Suicide is a serious and complex issue that affects people of all ages, genders, and backgrounds. The suicide rate among males in 2020 was four times higher than the rate among females (CDC, 2022). Suicide is a leading cause of death in the United States,3 with 45,979 deaths in 2020. This is about one death every 11 minutes. The number of people who think about or attempt suicide is even higher.


This week, another tragedy struck when the world lost #DJTwitch We all had the same reaction when we got the news, "but he looked so happy ."Black men often have to wear masks when they navigate the world, and the number one reason is fear of looking weak. They receive messages early on about being a man, the concept of machismo being ingrained into our young boys daily through media and cultural values. Talking about mental health in the Black community has long been an issue because of stigma and shame; many find it hard to reach out for help due to fear of being perceived as weak or "talking about your business."

Suicide often results from various factors, including mental health conditions, traumatic life events, and social isolation. It is not a sign of weakness or a lack of willpower, and it is not as telling someone to "snap out of it" or "you are being self-fish."


I want to talk more about prevention and what we can do as a community and individuals.


Consider the following recommendations:


Strengthen economic supports

  • Finances matter. Financial stress is one of the top reasons for stress.

Create protective environments

  • Healthy support systems matter; we can't do it alone. We need people that support us and love us.


Teach coping and problem-solving skills

  • Learn emotional regulation and distress tolerance skills.

  • Engage in therapy.


Identify and support people at risk

  • Learn to identify signs and how to intervene in a mental health crisis (We have a course).

If you or someone you know is struggling with thoughts of suicide, it is essential to seek help as soon as possible.

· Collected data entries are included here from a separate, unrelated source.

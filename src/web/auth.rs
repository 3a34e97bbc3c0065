//! Basic authentication middleware for the web server.
//!
//! Reads credentials from environment variables:
//! - `TRAFFICFORGE_WEB_USER` (default: "admin")
//! - `TRAFFICFORGE_WEB_PASS` (required for auth to be enabled)

use axum::{
    extract::Request,
    http::StatusCode,
    middleware::Next,
    response::Response,
};
use base64::Engine;
use tracing::warn;

/// Basic auth middleware.
///
/// If `TRAFFICFORGE_WEB_PASS` is not set, authentication is disabled (open
/// access). When enabled, all requests must include a valid
/// `Authorization: Basic ...` header.
pub async fn basic_auth_middleware(
    request: Request,
    next: Next,
) -> Result<Response, StatusCode> {
    let expected_pass = match std::env::var("TRAFFICFORGE_WEB_PASS") {
        Ok(p) if !p.is_empty() => p,
        _ => {
            // No password configured — skip auth
            return Ok(next.run(request).await);
        }
    };

    let expected_user = std::env::var("TRAFFICFORGE_WEB_USER")
        .unwrap_or_else(|_| "admin".to_string());

    let auth_header = request
        .headers()
        .get("Authorization")
        .and_then(|v| v.to_str().ok());

    let auth_header = match auth_header {
        Some(h) => h,
        None => {
            warn!("[Auth] Missing Authorization header");
            return Err(StatusCode::UNAUTHORIZED);
        }
    };

    if !auth_header.starts_with("Basic ") {
        warn!("[Auth] Invalid auth scheme (expected Basic)");
        return Err(StatusCode::UNAUTHORIZED);
    }

    let encoded = &auth_header[6..];
    let decoded = base64::engine::general_purpose::STANDARD
        .decode(encoded)
        .map_err(|_| {
            warn!("[Auth] Invalid base64 in Authorization header");
            StatusCode::UNAUTHORIZED
        })?;

    let credentials = String::from_utf8(decoded).map_err(|_| {
        warn!("[Auth] Invalid UTF-8 in credentials");
        StatusCode::UNAUTHORIZED
    })?;

    let mut parts = credentials.splitn(2, ':');
    let username = parts.next().unwrap_or("");
    let password = parts.next().unwrap_or("");

    if username == expected_user && password == expected_pass {
        Ok(next.run(request).await)
    } else {
        warn!("[Auth] Invalid credentials for user: {}", username);
        Err(StatusCode::UNAUTHORIZED)
    }
}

If you need any information on the interventions mentioned above, don't hesitate to reach out. I know this can be difficult, but many resources are available to support those in crisis. Some options include:


  • Calling the National Suicide Prevention Lifeline at 1-800-273-TALK (8255)

  • Texting the Crisis Text Line at 741741

  • Seeking help from a mental health professional

  • Connecting with support groups or communities

It is also important to remember that suicide is preventable. By being there for one another, reaching out when we are struggling, and creating a supportive and inclusive community, we can help to reduce the risk of suicide.

If you or someone you know is in crisis, please seek help. You are not alone, and there is hope.